⟨
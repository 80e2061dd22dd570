//! Encode pipeline: ladder submission and job supervision.

use metrics::counter;
use tokio_util::sync::CancellationToken;
use tracing::{error, info};

use vodforge_client::types::{EncodingOutput, EncodingRequest, Mp4MuxingRequest, TsMuxingRequest};
use vodforge_client::{await_completion, EncodingClient};
use vodforge_models::{audio_ladder, video_ladder, ContainerFormat, JobHandle, JobStatus};

use crate::config::EncoderConfig;
use crate::error::{EncoderError, EncoderResult};
use crate::ledger::Ledger;
use crate::paths;

/// Fragment duration of MP4 muxings, in milliseconds.
const MP4_FRAGMENT_DURATION_MS: u32 = 4000;
/// Segment length of TS muxings, in seconds.
const TS_SEGMENT_LENGTH_SECS: f64 = 4.0;
/// Codec type recorded in the ledger for the H.264/AAC ladder.
const LEDGER_CODEC_TYPE: &str = "h264_aac";

/// Metric names emitted by the pipeline.
pub mod metric_names {
    pub const ENCODINGS_SUBMITTED_TOTAL: &str = "vodforge_encodings_submitted_total";
    pub const ENCODINGS_FINISHED_TOTAL: &str = "vodforge_encodings_finished_total";
    pub const ENCODINGS_FAILED_TOTAL: &str = "vodforge_encodings_failed_total";
}

/// Handle to one submitted encoding.
#[derive(Debug, Clone)]
pub struct Submission {
    pub encoding_id: String,
    pub asset: String,
    pub handle: JobHandle,
}

/// Submits the rendition ladder for an asset and supervises the encoding
/// job.
pub struct EncodePipeline {
    client: EncodingClient,
    config: EncoderConfig,
    ledger: Ledger,
}

impl EncodePipeline {
    pub fn new(client: EncodingClient, config: EncoderConfig) -> Self {
        let ledger = Ledger::new(config.ledger_path.clone());
        Self { client, config, ledger }
    }

    pub fn ledger(&self) -> &Ledger {
        &self.ledger
    }

    /// Submit the full ladder for one asset and start the encoding.
    ///
    /// Either the encoding fully submits, or the first failure aborts the
    /// whole operation; there is no partial-success state to resume.
    pub async fn submit(&self, asset: &str) -> EncoderResult<Submission> {
        if asset.trim().is_empty() {
            return Err(EncoderError::invalid_asset("asset name must not be empty"));
        }

        info!(asset = %asset, "submitting encoding");

        let encoding = self
            .client
            .create_encoding(&EncodingRequest {
                name: format!("vodforge-vod-{asset}"),
                description: Some(format!("VOD preset encoding for {asset}")),
                cloud_region: self.config.cloud_region.clone(),
                infrastructure_id: self.config.infrastructure_id.clone(),
            })
            .await?;

        let input = self
            .client
            .ensure_input(&self.config.gcs_input_request(), self.config.reuse_resources)
            .await?;
        let output = self
            .client
            .ensure_output(&self.config.gcs_output_request(), self.config.reuse_resources)
            .await?;

        let input_path = paths::input_path(&self.config.input_base_path, asset);

        for rendition in video_ladder() {
            let codec = self.client.create_h264_configuration(rendition).await?;
            let stream =
                self.client.create_stream(&encoding.id, &input.id, &input_path, &codec.id).await?;

            let mp4_path = paths::output_path(
                &self.config.output_base_path,
                asset,
                &paths::video_rendition_path(ContainerFormat::Mp4, rendition),
            );
            self.client
                .create_mp4_muxing(
                    &encoding.id,
                    &Mp4MuxingRequest::fragmented(
                        "video.mp4",
                        MP4_FRAGMENT_DURATION_MS,
                        &stream.id,
                        EncodingOutput::public(&output.id, mp4_path),
                    ),
                )
                .await?;

            let ts_path = paths::output_path(
                &self.config.output_base_path,
                asset,
                &paths::video_rendition_path(ContainerFormat::Ts, rendition),
            );
            self.client
                .create_ts_muxing(
                    &encoding.id,
                    &TsMuxingRequest::segmented(
                        TS_SEGMENT_LENGTH_SECS,
                        &stream.id,
                        EncodingOutput::public(&output.id, ts_path),
                    ),
                )
                .await?;
        }

        for rendition in audio_ladder() {
            let codec = self.client.create_aac_configuration(rendition).await?;
            let stream =
                self.client.create_stream(&encoding.id, &input.id, &input_path, &codec.id).await?;

            let mp4_path = paths::output_path(
                &self.config.output_base_path,
                asset,
                &paths::audio_rendition_path(ContainerFormat::Mp4, rendition),
            );
            self.client
                .create_mp4_muxing(
                    &encoding.id,
                    &Mp4MuxingRequest::fragmented(
                        "audio.mp4",
                        MP4_FRAGMENT_DURATION_MS,
                        &stream.id,
                        EncodingOutput::public(&output.id, mp4_path),
                    ),
                )
                .await?;

            let ts_path = paths::output_path(
                &self.config.output_base_path,
                asset,
                &paths::audio_rendition_path(ContainerFormat::Ts, rendition),
            );
            self.client
                .create_ts_muxing(
                    &encoding.id,
                    &TsMuxingRequest::segmented(
                        TS_SEGMENT_LENGTH_SECS,
                        &stream.id,
                        EncodingOutput::public(&output.id, ts_path),
                    ),
                )
                .await?;
        }

        if let Some(url) = &self.config.webhook_url {
            self.client.register_finished_webhook(&encoding.id, url).await?;
        }

        self.ledger.record(asset, LEDGER_CODEC_TYPE, &encoding.id).await?;

        self.client.start_encoding(&encoding.id).await?;
        counter!(metric_names::ENCODINGS_SUBMITTED_TOTAL).increment(1);

        info!(encoding_id = %encoding.id, asset = %asset, "encoding started");

        Ok(Submission {
            handle: JobHandle::encoding(encoding.id.clone()),
            encoding_id: encoding.id,
            asset: asset.to_string(),
        })
    }

    /// Wait until the encoding reaches a terminal state. An ERROR terminal
    /// state surfaces every ERROR-severity task message and fails.
    pub async fn await_finished(
        &self,
        encoding_id: &str,
        cancel: &CancellationToken,
    ) -> EncoderResult<()> {
        let client = &self.client;
        let task =
            await_completion(|| client.encoding_status(encoding_id), &self.config.poll, cancel)
                .await?;

        if task.status == JobStatus::Error {
            let messages: Vec<String> =
                task.error_messages().into_iter().map(str::to_string).collect();
            for message in &messages {
                error!(encoding_id = %encoding_id, "encoding error: {message}");
            }
            counter!(metric_names::ENCODINGS_FAILED_TOTAL).increment(1);
            return Err(EncoderError::JobFailed {
                encoding_id: encoding_id.to_string(),
                messages,
            });
        }

        counter!(metric_names::ENCODINGS_FINISHED_TOTAL).increment(1);
        info!(encoding_id = %encoding_id, progress = ?task.progress, "encoding finished");
        Ok(())
    }

    /// Submit and wait for completion.
    pub async fn run(&self, asset: &str, cancel: &CancellationToken) -> EncoderResult<Submission> {
        let submission = self.submit(asset).await?;
        self.await_finished(&submission.encoding_id, cancel).await?;
        Ok(submission)
    }
}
⟩
Exercise details – Give back the entire listing verbatim.

Task result –
repository 80e2061dd22dd570
//! Encode pipeline: ladder submission and job supervision.

use metrics::counter;
use tokio_util::sync::CancellationToken;
use tracing::{error, info};

use vodforge_client::types::{EncodingOutput, EncodingRequest, Mp4MuxingRequest, TsMuxingRequest};
use vodforge_client::{await_completion, EncodingClient};
use vodforge_models::{audio_ladder, video_ladder, ContainerFormat, JobHandle, JobStatus};

use crate::config::EncoderConfig;
use crate::error::{EncoderError, EncoderResult};
use crate::ledger::Ledger;
use crate::paths;

/// Fragment duration of MP4 muxings, in milliseconds.
const MP4_FRAGMENT_DURATION_MS: u32 = 4000;
/// Segment length of TS muxings, in seconds.
const TS_SEGMENT_LENGTH_SECS: f64 = 4.0;
/// Codec type recorded in the ledger for the H.264/AAC ladder.
const LEDGER_CODEC_TYPE: &str = "h264_aac";

/// Metric names emitted by the pipeline.
pub mod metric_names {
    pub const ENCODINGS_SUBMITTED_TOTAL: &str = "vodforge_encodings_submitted_total";
    pub const ENCODINGS_FINISHED_TOTAL: &str = "vodforge_encodings_finished_total";
    pub const ENCODINGS_FAILED_TOTAL: &str = "vodforge_encodings_failed_total";
}

/// Handle to one submitted encoding.
#[derive(Debug, Clone)]
pub struct Submission {
    pub encoding_id: String,
    pub asset: String,
    pub handle: JobHandle,
}

/// Submits the rendition ladder for an asset and supervises the encoding
/// job.
pub struct EncodePipeline {
    client: EncodingClient,
    config: EncoderConfig,
    ledger: Ledger,
}

impl EncodePipeline {
    pub fn new(client: EncodingClient, config: EncoderConfig) -> Self {
        let ledger = Ledger::new(config.ledger_path.clone());
        Self { client, config, ledger }
    }

    pub fn ledger(&self) -> &Ledger {
        &self.ledger
    }

    /// Submit the full ladder for one asset and start the encoding.
    ///
    /// Either the encoding fully submits, or the first failure aborts the
    /// whole operation; there is no partial-success state to resume.
    pub async fn submit(&self, asset: &str) -> EncoderResult<Submission> {
        if asset.trim().is_empty() {
            return Err(EncoderError::invalid_asset("asset name must not be empty"));
        }

        info!(asset = %asset, "submitting encoding");

        let encoding = self
            .client
            .create_encoding(&EncodingRequest {
                name: format!("vodforge-vod-{asset}"),
                description: Some(format!("VOD preset encoding for {asset}")),
                cloud_region: self.config.cloud_region.clone(),
                infrastructure_id: self.config.infrastructure_id.clone(),
            })
            .await?;

        let input = self
            .client
            .ensure_input(&self.config.gcs_input_request(), self.config.reuse_resources)
            .await?;
        let output = self
            .client
            .ensure_output(&self.config.gcs_output_request(), self.config.reuse_resources)
            .await?;

        let input_path = paths::input_path(&self.config.input_base_path, asset);

        for rendition in video_ladder() {
            let codec = self.client.create_h264_configuration(rendition).await?;
            let stream =
                self.client.create_stream(&encoding.id, &input.id, &input_path, &codec.id).await?;

            let mp4_path = paths::output_path(
                &self.config.output_base_path,
                asset,
                &paths::video_rendition_path(ContainerFormat::Mp4, rendition),
            );
            self.client
                .create_mp4_muxing(
                    &encoding.id,
                    &Mp4MuxingRequest::fragmented(
                        "video.mp4",
                        MP4_FRAGMENT_DURATION_MS,
                        &stream.id,
                        EncodingOutput::public(&output.id, mp4_path),
                    ),
                )
                .await?;

            let ts_path = paths::output_path(
                &self.config.output_base_path,
                asset,
                &paths::video_rendition_path(ContainerFormat::Ts, rendition),
            );
            self.client
                .create_ts_muxing(
                    &encoding.id,
                    &TsMuxingRequest::segmented(
                        TS_SEGMENT_LENGTH_SECS,
                        &stream.id,
                        EncodingOutput::public(&output.id, ts_path),
                    ),
                )
                .await?;
        }

        for rendition in audio_ladder() {
            let codec = self.client.create_aac_configuration(rendition).await?;
            let stream =
                self.client.create_stream(&encoding.id, &input.id, &input_path, &codec.id).await?;

            let mp4_path = paths::output_path(
                &self.config.output_base_path,
                asset,
                &paths::audio_rendition_path(ContainerFormat::Mp4, rendition),
            );
            self.client
                .create_mp4_muxing(
                    &encoding.id,
                    &Mp4MuxingRequest::fragmented(
                        "audio.mp4",
                        MP4_FRAGMENT_DURATION_MS,
                        &stream.id,
                        EncodingOutput::public(&output.id, mp4_path),
                    ),
                )
                .await?;

            let ts_path = paths::output_path(
                &self.config.output_base_path,
                asset,
                &paths::audio_rendition_path(ContainerFormat::Ts, rendition),
            );
            self.client
                .create_ts_muxing(
                    &encoding.id,
                    &TsMuxingRequest::segmented(
                        TS_SEGMENT_LENGTH_SECS,
                        &stream.id,
                        EncodingOutput::public(&output.id, ts_path),
                    ),
                )
                .await?;
        }

        if let Some(url) = &self.config.webhook_url {
            self.client.register_finished_webhook(&encoding.id, url).await?;
        }

        self.ledger.record(asset, LEDGER_CODEC_TYPE, &encoding.id).await?;

        self.client.start_encoding(&encoding.id).await?;
        counter!(metric_names::ENCODINGS_SUBMITTED_TOTAL).increment(1);

        info!(encoding_id = %encoding.id, asset = %asset, "encoding started");

        Ok(Submission {
            handle: JobHandle::encoding(encoding.id.clone()),
            encoding_id: encoding.id,
            asset: asset.to_string(),
        })
    }

    /// Wait until the encoding reaches a terminal state. An ERROR terminal
    /// state surfaces every ERROR-severity task message and fails.
    pub async fn await_finished(
        &self,
        encoding_id: &str,
        cancel: &CancellationToken,
    ) -> EncoderResult<()> {
        let client = &self.client;
        let task =
            await_completion(|| client.encoding_status(encoding_id), &self.config.poll, cancel)
                .await?;

        if task.status == JobStatus::Error {
            let messages: Vec<String> =
                task.error_messages().into_iter().map(str::to_string).collect();
            for message in &messages {
                error!(encoding_id = %encoding_id, "encoding error: {message}");
            }
            counter!(metric_names::ENCODINGS_FAILED_TOTAL).increment(1);
            return Err(EncoderError::JobFailed {
                encoding_id: encoding_id.to_string(),
                messages,
            });
        }

        counter!(metric_names::ENCODINGS_FINISHED_TOTAL).increment(1);
        info!(encoding_id = %encoding_id, progress = ?task.progress, "encoding finished");
        Ok(())
    }

    /// Submit and wait for completion.
    pub async fn run(&self, asset: &str, cancel: &CancellationToken) -> EncoderResult<Submission> {
        let submission = self.submit(asset).await?;
        self.await_finished(&submission.encoding_id, cancel).await?;
        Ok(submission)
    }
}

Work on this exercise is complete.